Neutralizing antibody levels as a correlate of protection against SARS-CoV-2 infection: a modeling analysis.

While anti-SARS-CoV-2 antibody kinetics have been described in large populations of vaccinated individuals, we still poorly understand how they evolve during a natural infection and how this impacts viral clearance. For that purpose, we analyzed the kinetics of both viral load and neutralizing antibody levels in a prospective cohort of individuals during acute infection with alpha variant. Using a mathematical model, we show that the progressive increase in neutralizing antibodies leads to a shortening of the half-life of both infected cells and infectious viral particles. We estimated that the neutralizing activity reached 90% of its maximal level within 11 days after symptom onset and could reduce the half-life of both infected cells and circulating virus by a 6-fold factor, thus playing a key role to achieve rapid viral clearance.

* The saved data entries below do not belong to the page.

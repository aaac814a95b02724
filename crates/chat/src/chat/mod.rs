pub mod lifecycle;
pub mod message;
pub mod reconcile;
pub mod reconciler;

pub use lifecycle::LifecycleCoordinator;
pub use message::{
    ANSWER_FAILURE_MESSAGE, ANSWER_PENDING_PLACEHOLDER, Conversation, Message, MessageStatus,
    Role, SEEDED_GREETING, SubmissionRejection, SubmissionState, SubmissionTicket,
    SubmissionTransition, TITLE_MAX_CHARS, derive_title,
};
pub use reconcile::merge_views;
pub use reconciler::ConversationReconciler;
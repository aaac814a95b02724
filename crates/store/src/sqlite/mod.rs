use std::path::Path;
use std::str::FromStr;
use std::sync::Arc;
use std::time::Duration;

use sqlx::sqlite::{SqliteConnectOptions, SqliteJournalMode, SqlitePoolOptions};
use sqlx::{FromRow, SqlitePool};

use super::error::{StoreError, StoreResult, UnavailableSnafu};
use super::ids::{ConversationId, MessageId};
use super::subscription::{SubscriberTable, Subscription};
use super::types::{
    MessageRecord, MessageRole, NewMessage, RegistryEntry, current_unix_millis,
    sort_registry_entries,
};
use super::{
    BoxFuture, MessageStore, OnMessagesChange, OnRegistryChange, OnStoreError, SessionRegistry,
};

const SQLITE_BUSY_TIMEOUT: Duration = Duration::from_millis(5_000);

/// Durable backing with store-assigned ordering: one sqlite database holding
/// the registry and every conversation log, change notifications published
/// process-side after each committed mutation.
pub struct SqliteStore {
    pool: SqlitePool,
    message_subscribers: Arc<SubscriberTable<[MessageRecord]>>,
    registry_subscribers: Arc<SubscriberTable<[RegistryEntry]>>,
}

#[derive(Debug, FromRow)]
struct MessageRow {
    id: String,
    conversation_id: String,
    role: String,
    content: String,
    created_at: i64,
}

impl MessageRow {
    fn into_record(self) -> StoreResult<MessageRecord> {
        let role = MessageRole::parse(&self.role).ok_or_else(|| {
            UnavailableSnafu {
                stage: "decode-message-role",
                details: format!("unknown role '{}'", self.role),
            }
            .build()
        })?;

        Ok(MessageRecord {
            id: MessageId::parse(&self.id)?,
            conversation_id: ConversationId::parse(&self.conversation_id)?,
            role,
            content: self.content,
            created_at_unix_millis: Some(self.created_at.max(0) as u64),
        })
    }
}

#[derive(Debug, FromRow)]
struct RegistryRow {
    id: String,
    title: String,
    updated_at: i64,
}

impl RegistryRow {
    fn into_entry(self) -> StoreResult<RegistryEntry> {
        Ok(RegistryEntry {
            id: ConversationId::parse(&self.id)?,
            title: self.title,
            updated_at_unix_millis: self.updated_at.max(0) as u64,
        })
    }
}

impl SqliteStore {
    pub async fn open(database_location: &str) -> StoreResult<Self> {
        ensure_database_directory(database_location).await?;
        Self::from_url(normalize_database_url(database_location)).await
    }

    /// Throwaway database for tests and QA scenarios.
    pub async fn open_in_memory() -> StoreResult<Self> {
        Self::from_url("sqlite::memory:".to_string()).await
    }

    async fn from_url(database_url: String) -> StoreResult<Self> {
        let connect_options = SqliteConnectOptions::from_str(&database_url)
            .map_err(query_error("sqlite-open-parse-url"))?
            .create_if_missing(true)
            .foreign_keys(true)
            .journal_mode(SqliteJournalMode::Wal)
            .busy_timeout(SQLITE_BUSY_TIMEOUT);

        // One connection serializes writers, so append's read-then-insert
        // transactions never interleave.
        let pool = SqlitePoolOptions::new()
            .max_connections(1)
            .connect_with(connect_options)
            .await
            .map_err(query_error("sqlite-open-connect"))?;

        sqlx::migrate!("./migrations")
            .run(&pool)
            .await
            .map_err(|source| {
                UnavailableSnafu {
                    stage: "sqlite-open-migrate",
                    details: source.to_string(),
                }
                .build()
            })?;

        Ok(Self {
            pool,
            message_subscribers: SubscriberTable::new(),
            registry_subscribers: SubscriberTable::new(),
        })
    }

    pub fn pool(&self) -> &SqlitePool {
        &self.pool
    }

    async fn message_snapshot(
        &self,
        conversation_id: ConversationId,
    ) -> StoreResult<Vec<MessageRecord>> {
        let rows: Vec<MessageRow> = sqlx::query_as(
            "SELECT id, conversation_id, role, content, created_at \
             FROM messages WHERE conversation_id = ? ORDER BY created_at ASC",
        )
        .bind(conversation_id.to_string())
        .fetch_all(&self.pool)
        .await
        .map_err(query_error("load-messages"))?;

        rows.into_iter().map(MessageRow::into_record).collect()
    }

    async fn registry_snapshot(&self) -> StoreResult<Vec<RegistryEntry>> {
        let rows: Vec<RegistryRow> =
            sqlx::query_as("SELECT id, title, updated_at FROM conversations")
                .fetch_all(&self.pool)
                .await
                .map_err(query_error("load-registry"))?;

        let mut entries = rows
            .into_iter()
            .map(RegistryRow::into_entry)
            .collect::<StoreResult<Vec<_>>>()?;
        sort_registry_entries(&mut entries);
        Ok(entries)
    }

    async fn notify_messages(&self, conversation_id: ConversationId) -> StoreResult<()> {
        let snapshot = self.message_snapshot(conversation_id).await?;
        self.message_subscribers
            .publish(Some(conversation_id), snapshot.as_slice());
        Ok(())
    }

    async fn notify_registry(&self) -> StoreResult<()> {
        let snapshot = self.registry_snapshot().await?;
        self.registry_subscribers.publish(None, snapshot.as_slice());
        Ok(())
    }
}

impl MessageStore for SqliteStore {
    fn append<'a>(
        &'a self,
        conversation_id: ConversationId,
        message: NewMessage,
    ) -> BoxFuture<'a, StoreResult<MessageRecord>> {
        Box::pin(async move {
            let mut tx = self
                .pool
                .begin()
                .await
                .map_err(query_error("append-begin"))?;

            let existing: Option<i64> =
                sqlx::query_scalar("SELECT created_at FROM messages WHERE id = ?")
                    .bind(message.id.to_string())
                    .fetch_optional(&mut *tx)
                    .await
                    .map_err(query_error("append-select-existing"))?;

            let created_at = match existing {
                Some(created_at) => {
                    // Finalizing an already-appended id keeps its timestamp.
                    sqlx::query("UPDATE messages SET role = ?, content = ? WHERE id = ?")
                        .bind(message.role.as_str())
                        .bind(&message.content)
                        .bind(message.id.to_string())
                        .execute(&mut *tx)
                        .await
                        .map_err(query_error("append-replace"))?;
                    created_at.max(0) as u64
                }
                None => {
                    let last: Option<i64> = sqlx::query_scalar(
                        "SELECT MAX(created_at) FROM messages WHERE conversation_id = ?",
                    )
                    .bind(conversation_id.to_string())
                    .fetch_one(&mut *tx)
                    .await
                    .map_err(query_error("append-select-last"))?;

                    let created_at =
                        current_unix_millis().max(last.unwrap_or(0).max(0) as u64 + 1);
                    sqlx::query(
                        "INSERT INTO messages (id, conversation_id, role, content, created_at) \
                         VALUES (?, ?, ?, ?, ?)",
                    )
                    .bind(message.id.to_string())
                    .bind(conversation_id.to_string())
                    .bind(message.role.as_str())
                    .bind(&message.content)
                    .bind(created_at as i64)
                    .execute(&mut *tx)
                    .await
                    .map_err(query_error("append-insert"))?;
                    created_at
                }
            };

            tx.commit().await.map_err(query_error("append-commit"))?;

            let record = MessageRecord {
                id: message.id,
                conversation_id,
                role: message.role,
                content: message.content,
                created_at_unix_millis: Some(created_at),
            };

            self.notify_messages(conversation_id).await?;
            Ok(record)
        })
    }

    fn load_all<'a>(
        &'a self,
        conversation_id: ConversationId,
    ) -> BoxFuture<'a, StoreResult<Vec<MessageRecord>>> {
        Box::pin(self.message_snapshot(conversation_id))
    }

    fn delete_all<'a>(
        &'a self,
        conversation_id: ConversationId,
    ) -> BoxFuture<'a, StoreResult<()>> {
        Box::pin(async move {
            sqlx::query("DELETE FROM messages WHERE conversation_id = ?")
                .bind(conversation_id.to_string())
                .execute(&self.pool)
                .await
                .map_err(query_error("delete-all-messages"))?;

            self.message_subscribers
                .publish(Some(conversation_id), &[]);
            Ok(())
        })
    }

    fn subscribe(
        &self,
        conversation_id: ConversationId,
        on_change: OnMessagesChange,
        on_error: OnStoreError,
    ) -> Subscription {
        self.message_subscribers
            .attach(Some(conversation_id), on_change, on_error)
    }
}

impl SessionRegistry for SqliteStore {
    fn list<'a>(&'a self) -> BoxFuture<'a, StoreResult<Vec<RegistryEntry>>> {
        Box::pin(self.registry_snapshot())
    }

    fn upsert_summary<'a>(
        &'a self,
        conversation_id: ConversationId,
        title: String,
        updated_at_unix_millis: u64,
    ) -> BoxFuture<'a, StoreResult<()>> {
        Box::pin(async move {
            sqlx::query(
                "INSERT INTO conversations (id, title, updated_at) VALUES (?, ?, ?) \
                 ON CONFLICT(id) DO UPDATE SET title = excluded.title, \
                 updated_at = excluded.updated_at",
            )
            .bind(conversation_id.to_string())
            .bind(&title)
            .bind(updated_at_unix_millis as i64)
            .execute(&self.pool)
            .await
            .map_err(query_error("upsert-summary"))?;

            self.notify_registry().await
        })
    }

    fn remove<'a>(&'a self, conversation_id: ConversationId) -> BoxFuture<'a, StoreResult<()>> {
        Box::pin(async move {
            let outcome = sqlx::query("DELETE FROM conversations WHERE id = ?")
                .bind(conversation_id.to_string())
                .execute(&self.pool)
                .await
                .map_err(query_error("remove-summary"))?;

            if outcome.rows_affected() > 0 {
                self.notify_registry().await?;
            }
            Ok(())
        })
    }

    fn subscribe_registry(
        &self,
        on_change: OnRegistryChange,
        on_error: OnStoreError,
    ) -> Subscription {
        self.registry_subscribers.attach(None, on_change, on_error)
    }
}

fn query_error(stage: &'static str) -> impl FnOnce(sqlx::Error) -> StoreError {
    move |source| {
        UnavailableSnafu {
            stage,
            details: source.to_string(),
        }
        .build()
    }
}

fn normalize_database_url(database_location: &str) -> String {
    if database_location.starts_with("sqlite:") {
        database_location.to_string()
    } else {
        format!("sqlite://{database_location}")
    }
}

async fn ensure_database_directory(database_location: &str) -> StoreResult<()> {
    if database_location.starts_with("sqlite:") {
        return Ok(());
    }

    if let Some(parent) = Path::new(database_location).parent()
        && !parent.as_os_str().is_empty()
    {
        tokio::fs::create_dir_all(parent)
            .await
            .map_err(|source| StoreError::from_io("sqlite-create-directory", &source))?;
    }
    Ok(())
}

#[cfg(test)]
mod tests {
    use std::sync::atomic::{AtomicUsize, Ordering};

    use super::*;

    #[tokio::test]
    async fn append_assigns_strictly_increasing_timestamps() {
        let store = SqliteStore::open_in_memory().await.expect("open");
        let conversation = ConversationId::generate();

        let first = store
            .append(conversation, NewMessage::user("one"))
            .await
            .expect("append");
        let second = store
            .append(conversation, NewMessage::assistant("two"))
            .await
            .expect("append");

        assert!(second.created_at_unix_millis > first.created_at_unix_millis);

        let log = store.load_all(conversation).await.expect("load");
        assert_eq!(log.len(), 2);
        assert_eq!(log[0].content, "one");
        assert_eq!(log[1].content, "two");
    }

    #[tokio::test]
    async fn append_with_existing_id_replaces_in_place() {
        let store = SqliteStore::open_in_memory().await.expect("open");
        let conversation = ConversationId::generate();

        let placeholder = store
            .append(conversation, NewMessage::assistant("…"))
            .await
            .expect("append");
        let finalized = store
            .append(
                conversation,
                NewMessage::new(placeholder.id, MessageRole::Assistant, "done"),
            )
            .await
            .expect("replace");

        assert_eq!(finalized.id, placeholder.id);
        assert_eq!(
            finalized.created_at_unix_millis,
            placeholder.created_at_unix_millis
        );

        let log = store.load_all(conversation).await.expect("load");
        assert_eq!(log.len(), 1);
        assert_eq!(log[0].content, "done");
    }

    #[tokio::test]
    async fn delete_all_empties_the_log_and_notifies() {
        let store = SqliteStore::open_in_memory().await.expect("open");
        let conversation = ConversationId::generate();
        store
            .append(conversation, NewMessage::user("hello"))
            .await
            .expect("append");

        let empties = Arc::new(AtomicUsize::new(0));
        let empties_for_change = empties.clone();
        let _subscription = store.subscribe(
            conversation,
            Arc::new(move |snapshot| {
                if snapshot.is_empty() {
                    empties_for_change.fetch_add(1, Ordering::SeqCst);
                }
            }),
            Arc::new(|_| {}),
        );

        store.delete_all(conversation).await.expect("delete");

        assert_eq!(empties.load(Ordering::SeqCst), 1);
        let log = store.load_all(conversation).await.expect("load");
        assert!(log.is_empty());
    }

    #[tokio::test]
    async fn registry_upsert_overwrites_and_orders() {
        let store = SqliteStore::open_in_memory().await.expect("open");
        let first = ConversationId::generate();
        let second = ConversationId::generate();

        store
            .upsert_summary(first, "New Conversation".to_string(), 100)
            .await
            .expect("upsert");
        store
            .upsert_summary(second, "algebra".to_string(), 50)
            .await
            .expect("upsert");
        store
            .upsert_summary(first, "geometry".to_string(), 200)
            .await
            .expect("overwrite");

        let entries = store.list().await.expect("list");
        assert_eq!(entries.len(), 2);
        assert_eq!(entries[0].id, first);
        assert_eq!(entries[0].title, "geometry");
        assert_eq!(entries[1].id, second);

        store.remove(first).await.expect("remove");
        store.remove(first).await.expect("remove is idempotent");
        assert_eq!(store.list().await.expect("list").len(), 1);
    }
}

Using this model, we conducted a simulation study to predict in a more general context the protection conferred by pre-existing neutralization titers, due to either vaccination or prior infection. We predicted that a neutralizing activity, as measured by ED 50 >10 3 , could reduce by 46% the risk of having viral load detectable by standard PCR assays and by 98% the risk of having viral load above the threshold of infectiousness. Our model shows that neutralizing activity could be used to define correlates of protection against infection and transmission.